The day after the ball word spread quickly of the Prince's
unorthodox plan to choose his bride. Cinderella relished the idea
of seeing her dance partner once again and waited patiently as
her step-sisters both failed the fitting. Covered in cinders, she
stood regally in front of the Prince and held out her foot. Her toe
was bruised, her heel was cut up, and her foot was swollen. The
Prince gingerly tried to put the slipper on. Cinderella cringed as
the shoe made contact.
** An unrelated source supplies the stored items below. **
//! Table and gallery projections of the expense list. Rebuilt from scratch on
//! every change; nothing here holds state.

use prettytable::{format, row, Table};

use crate::format::{display_date, MoneyFormat};
use crate::model::{Expense, ExpenseId};

#[derive(Debug, Clone, PartialEq)]
pub struct ExpenseRow {
    pub id: ExpenseId,
    /// 1-based; also the handle for edit/delete.
    pub position: usize,
    pub date: String,
    pub details: String,
    pub category: String,
    pub amount: String,
}

#[derive(Debug, Clone, PartialEq)]
pub enum CardBody {
    /// Inline preview. Dimensions are absent when the image cannot be decoded.
    Image { mime: String, dimensions: Option<(u32, u32)> },
    Download { mime: String },
}

#[derive(Debug, Clone, PartialEq)]
pub struct GalleryCard {
    pub position: usize,
    pub title: String,
    pub date: String,
    pub body: CardBody,
}

#[derive(Debug, Clone, Default, PartialEq)]
pub struct ListView {
    pub rows: Vec<ExpenseRow>,
    pub gallery: Vec<GalleryCard>,
}

impl ListView {
    pub fn project(expenses: &[Expense], money: &MoneyFormat) -> Self {
        let rows = expenses
            .iter()
            .enumerate()
            .map(|(i, e)| ExpenseRow {
                id: e.id,
                position: i + 1,
                date: display_date(&e.date),
                details: e.details.clone(),
                category: e.category.clone(),
                amount: money.format(e.amount),
            })
            .collect();

        let gallery = expenses
            .iter()
            .enumerate()
            .filter_map(|(i, e)| {
                let a = e.attachment.as_ref()?;
                let body = if a.is_image() {
                    let dimensions = a
                        .decode()
                        .ok()
                        .and_then(|bytes| printpdf::image_crate::load_from_memory(&bytes).ok())
                        .map(|img| (img.width(), img.height()));
                    CardBody::Image { mime: a.mime(), dimensions }
                } else {
                    CardBody::Download { mime: a.mime() }
                };
                Some(GalleryCard {
                    position: i + 1,
                    title: format!("Receipt for {}", e.details),
                    date: display_date(&e.date),
                    body,
                })
            })
            .collect();

        Self { rows, gallery }
    }

    pub fn render_table(&self) -> String {
        let mut table = Table::new();
        table.set_format(*format::consts::FORMAT_BOX_CHARS);
        table.set_titles(row!["#", "Date", "Details", "Category", r->"Amount", "Actions"]);
        for item in &self.rows {
            table.add_row(row![
                c->item.position,
                item.date,
                item.details,
                item.category,
                r->item.amount,
                format!("edit {0} | delete {0}", item.position)
            ]);
        }
        table.to_string()
    }

    pub fn render_gallery(&self) -> String {
        let mut table = Table::new();
        table.set_format(*format::consts::FORMAT_NO_LINESEP_WITH_TITLE);
        table.set_titles(row!["#", "Receipt", "Date", "Preview"]);
        for card in &self.gallery {
            let preview = match &card.body {
                CardBody::Image {
                    mime,
                    dimensions: Some((w, h)),
                } => format!("{mime} {w}x{h}px"),
                CardBody::Image { mime, dimensions: None } => format!("{mime} (unreadable image)"),
                CardBody::Download { .. } => format!("Download: attachment save {} <path>", card.position),
            };
            table.add_row(row![card.position, card.title, card.date, preview]);
        }
        table.to_string()
    }
}
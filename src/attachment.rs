//! Receipts and logos are kept as data URLs (`data:<mime>;base64,<payload>`) so they
//! travel inside the JSON values of the store.

use std::fs;
use std::path::Path;

use base64::Engine as _;
use serde::{Deserialize, Serialize};

use crate::error::{Error, Result};

const FALLBACK_MIME: &str = "application/octet-stream";

#[derive(Debug, Clone, PartialEq, Eq, Serialize, Deserialize)]
#[serde(transparent)]
pub struct Attachment(String);

impl Attachment {
    pub fn from_data_url(url: impl Into<String>) -> Self {
        Self(url.into())
    }

    pub fn from_bytes(mime: &str, bytes: &[u8]) -> Self {
        let encoded = base64::engine::general_purpose::STANDARD.encode(bytes);
        Self(format!("data:{mime};base64,{encoded}"))
    }

    /// Reads a file and embeds it. Read failures are not recovered from.
    pub fn from_file(path: &Path) -> Result<Self> {
        let bytes = fs::read(path)
            .map_err(|e| Error::Attachment(format!("failed to read {}: {e}", path.display())))?;
        let mime = guess_mime(path);
        Ok(Self::from_bytes(&mime, &bytes))
    }

    pub fn as_str(&self) -> &str {
        &self.0
    }

    /// Media type from the URL header, lowercased. Non data URLs report the
    /// octet-stream fallback.
    pub fn mime(&self) -> String {
        let s = self.0.trim();
        if !s.to_ascii_lowercase().starts_with("data:") {
            return FALLBACK_MIME.to_string();
        }
        let header = match s.find(',') {
            Some(comma) => &s[5..comma],
            None => &s[5..],
        };
        let media = header.split(';').next().unwrap_or("").trim();
        if media.is_empty() {
            FALLBACK_MIME.to_string()
        } else {
            media.to_ascii_lowercase()
        }
    }

    pub fn is_image(&self) -> bool {
        self.0.trim_start().to_ascii_lowercase().starts_with("data:image")
    }

    pub fn decode(&self) -> Result<Vec<u8>> {
        let s = self.0.trim();
        let comma = s
            .find(',')
            .ok_or_else(|| Error::Attachment("not a data url".to_string()))?;
        let (meta, data) = s.split_at(comma);
        if !meta.to_ascii_lowercase().contains(";base64") {
            return Err(Error::Attachment("only base64 data urls are supported".to_string()));
        }
        base64::engine::general_purpose::STANDARD
            .decode(data[1..].trim())
            .map_err(|e| Error::Attachment(format!("invalid base64 payload: {e}")))
    }

    pub fn save_to(&self, path: &Path) -> Result<()> {
        let bytes = self.decode()?;
        if let Some(parent) = path.parent() {
            if !parent.as_os_str().is_empty() {
                fs::create_dir_all(parent)?;
            }
        }
        fs::write(path, bytes)?;
        Ok(())
    }

    pub fn kind_label(&self) -> &'static str {
        if self.is_image() {
            "Image"
        } else if self.mime() == mime::APPLICATION_PDF.essence_str() {
            "PDF Document"
        } else {
            "Document"
        }
    }
}

fn guess_mime(path: &Path) -> String {
    let ext = path
        .extension()
        .and_then(|e| e.to_str())
        .unwrap_or("")
        .to_ascii_lowercase();
    let m: mime::Mime = match ext.as_str() {
        "png" => mime::IMAGE_PNG,
        "jpg" | "jpeg" => mime::IMAGE_JPEG,
        "gif" => mime::IMAGE_GIF,
        "bmp" => mime::IMAGE_BMP,
        "webp" => "image/webp".parse().unwrap_or(mime::APPLICATION_OCTET_STREAM),
        "pdf" => mime::APPLICATION_PDF,
        _ => mime::APPLICATION_OCTET_STREAM,
    };
    m.essence_str().to_string()
}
Her foot was too swollen and
the slipper got stuck halfway on.
"You must see my feet are battered from dancing with you in
glass heels. Surely you remember my face?" The Prince shook
his head.
"I'm not really good with faces. Hence the shoe plan," he held up
the shoe in display before running off to marry the first size 8
narrow he found. Cinderella remained behind to silently cursed
her fairy godmother for choosing style over substance.